Offensively, the stats say we've been pretty incredible in this young season, and that fact probably cannot be argued. Even considering the quality of opponent we've faced, Baylor has been extremely strong both in the run and pass, perhaps even more so than we had any right to expect. Matching our offense up with ULM's defense, their apparent belief that they need to stack the box to stop the run seems at once both justified and slightly strange. They have been significantly better against the pass this year than the run, so the belief that they must improve in the latter makes sense. Of course, the response is that committing yourself fully to doing so probably weakens your pass defense, to this point your strength.
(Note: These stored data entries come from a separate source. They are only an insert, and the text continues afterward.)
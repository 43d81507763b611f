//! On-disk cache storage
//!
//! Layout under the storage root:
//!
//! ```text
//! <root>/<cache name>/<sha256(url)[..16]>.json
//! ```
//!
//! Each file is one serialized `CacheEntry`. New entries are written to
//! `.tmp` files first and renamed into place once every write succeeded.

use super::{Cache, CacheEntry, CacheStorage};
use crate::error::{PrecacheError, PrecacheResult};
use async_trait::async_trait;
use sha2::{Digest, Sha256};
use std::path::{Path, PathBuf};
use std::sync::Arc;
use tokio::fs;
use tokio::sync::Mutex;
use tracing::{debug, warn};

/// Cache storage persisted under a root directory
#[derive(Debug, Clone)]
pub struct DiskCacheStorage {
    root: PathBuf,
}

impl DiskCacheStorage {
    /// Create storage rooted at `root`; the directory is created on first open
    pub fn new(root: impl Into<PathBuf>) -> Self {
        Self { root: root.into() }
    }

    fn cache_dir(&self, name: &str) -> PrecacheResult<PathBuf> {
        validate_cache_name(name)?;
        Ok(self.root.join(name))
    }
}

/// Cache names become directory names, so keep them to a safe charset
fn validate_cache_name(name: &str) -> PrecacheResult<()> {
    let valid = !name.is_empty()
        && !name.starts_with('.')
        && name
            .chars()
            .all(|c| c.is_ascii_alphanumeric() || matches!(c, '-' | '_' | '.'));

    if valid {
        Ok(())
    } else {
        Err(PrecacheError::Storage(format!(
            "invalid cache name '{}': use letters, digits, '-', '_' or '.'",
            name
        )))
    }
}

/// File name for a cache key: first 16 hex chars of its SHA256
fn entry_file_name(key: &str) -> String {
    let digest = Sha256::digest(key.as_bytes());
    format!("{}.json", hex::encode(&digest[..8]))
}

#[async_trait]
impl CacheStorage for DiskCacheStorage {
    async fn open(&self, name: &str) -> PrecacheResult<Arc<dyn Cache>> {
        let dir = self.cache_dir(name)?;
        fs::create_dir_all(&dir).await.map_err(|e| {
            PrecacheError::io(format!("creating cache directory {}", dir.display()), e)
        })?;

        Ok(Arc::new(DiskCache {
            name: name.to_string(),
            dir,
            write_lock: Mutex::new(()),
        }))
    }

    async fn has(&self, name: &str) -> PrecacheResult<bool> {
        Ok(self.cache_dir(name)?.is_dir())
    }

    async fn keys(&self) -> PrecacheResult<Vec<String>> {
        if !self.root.exists() {
            return Ok(vec![]);
        }

        let mut names = vec![];
        let mut entries = fs::read_dir(&self.root)
            .await
            .map_err(|e| PrecacheError::io("reading cache storage directory", e))?;

        while let Some(entry) = entries
            .next_entry()
            .await
            .map_err(|e| PrecacheError::io("reading cache storage entry", e))?
        {
            if entry.path().is_dir() {
                if let Some(name) = entry.file_name().to_str() {
                    if validate_cache_name(name).is_ok() {
                        names.push(name.to_string());
                    }
                }
            }
        }

        names.sort();
        Ok(names)
    }
}

/// A cache stored as a directory of JSON entries
pub struct DiskCache {
    name: String,
    dir: PathBuf,
    write_lock: Mutex<()>,
}

impl DiskCache {
    fn entry_path(&self, key: &str) -> PathBuf {
        self.dir.join(entry_file_name(key))
    }

    async fn read_entry(path: &Path) -> PrecacheResult<CacheEntry> {
        let content = fs::read_to_string(path).await.map_err(|e| {
            PrecacheError::io(format!("reading cache entry {}", path.display()), e)
        })?;

        serde_json::from_str(&content).map_err(|e| PrecacheError::CorruptEntry {
            path: path.to_path_buf(),
            reason: e.to_string(),
        })
    }

    async fn discard(paths: &[PathBuf]) {
        for path in paths {
            if let Err(e) = fs::remove_file(path).await {
                warn!("Failed to remove {}: {}", path.display(), e);
            }
        }
    }

    /// Rename staged `(tmp, path)` pairs into place as one unit.
    ///
    /// If a rename fails, entries already renamed are removed and the
    /// remaining staged files are discarded, so the cache is left as it was.
    async fn commit(staged: Vec<(PathBuf, PathBuf)>) -> PrecacheResult<usize> {
        let mut committed: Vec<PathBuf> = vec![];
        for (i, (tmp, path)) in staged.iter().enumerate() {
            if let Err(e) = fs::rename(tmp, path).await {
                Self::discard(&committed).await;
                let pending: Vec<PathBuf> = staged[i..]
                    .iter()
                    .map(|(t, _)| t.clone())
                    .filter(|t| t.exists())
                    .collect();
                Self::discard(&pending).await;
                return Err(PrecacheError::io(
                    format!("committing cache entry {}", path.display()),
                    e,
                ));
            }
            committed.push(path.clone());
        }
        Ok(committed.len())
    }
}

#[async_trait]
impl Cache for DiskCache {
    fn name(&self) -> &str {
        &self.name
    }

    async fn lookup(&self, key: &str) -> PrecacheResult<Option<CacheEntry>> {
        let path = self.entry_path(key);
        if !path.exists() {
            return Ok(None);
        }

        let entry = Self::read_entry(&path).await?;
        // Hash prefix collision: treat as absent
        if entry.url != key {
            debug!("{} holds {}, not {}", path.display(), entry.url, key);
            return Ok(None);
        }
        Ok(Some(entry))
    }

    async fn insert_new(&self, entries: Vec<CacheEntry>) -> PrecacheResult<usize> {
        let _guard = self.write_lock.lock().await;

        let mut staged: Vec<(PathBuf, PathBuf)> = vec![];
        for entry in entries {
            let path = self.entry_path(&entry.url);
            if path.exists() || staged.iter().any(|(_, p)| *p == path) {
                continue;
            }

            let tmp = path.with_extension("json.tmp");
            let content = serde_json::to_string_pretty(&entry)?;
            if let Err(e) = fs::write(&tmp, content).await {
                let mut written: Vec<PathBuf> = staged.into_iter().map(|(t, _)| t).collect();
                written.push(tmp.clone());
                Self::discard(&written).await;
                return Err(PrecacheError::io(
                    format!("writing cache entry {}", tmp.display()),
                    e,
                ));
            }
            staged.push((tmp, path));
        }

        let stored = Self::commit(staged).await?;
        debug!("Stored {} entries in {}", stored, self.dir.display());
        Ok(stored)
    }

    async fn entries(&self) -> PrecacheResult<Vec<CacheEntry>> {
        let mut entries = vec![];
        let mut dir = fs::read_dir(&self.dir).await.map_err(|e| {
            PrecacheError::io(format!("reading cache directory {}", self.dir.display()), e)
        })?;

        while let Some(item) = dir
            .next_entry()
            .await
            .map_err(|e| PrecacheError::io("reading cache directory entry", e))?
        {
            let path = item.path();
            if path.extension().is_some_and(|ext| ext == "json") {
                entries.push(Self::read_entry(&path).await?);
            }
        }

        entries.sort_by(|a, b| a.url.cmp(&b.url));
        Ok(entries)
    }
}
For ULM's offense, things don't look especially good through 3 games. How much of that is OU's defense, we can't be sure, just like we can't be sure how much of their success defending the pass can be attributed to Trevor Knight playing that game. But the stats seem to show that ULM's offense hasn't been as good this year as you would have expected, and that has to concern Todd Berry and delight Phil Bennett. As usual, if Baylor's defense can provide the offense with the opportunity early to score points without taking return fire, we may be able to run away with it.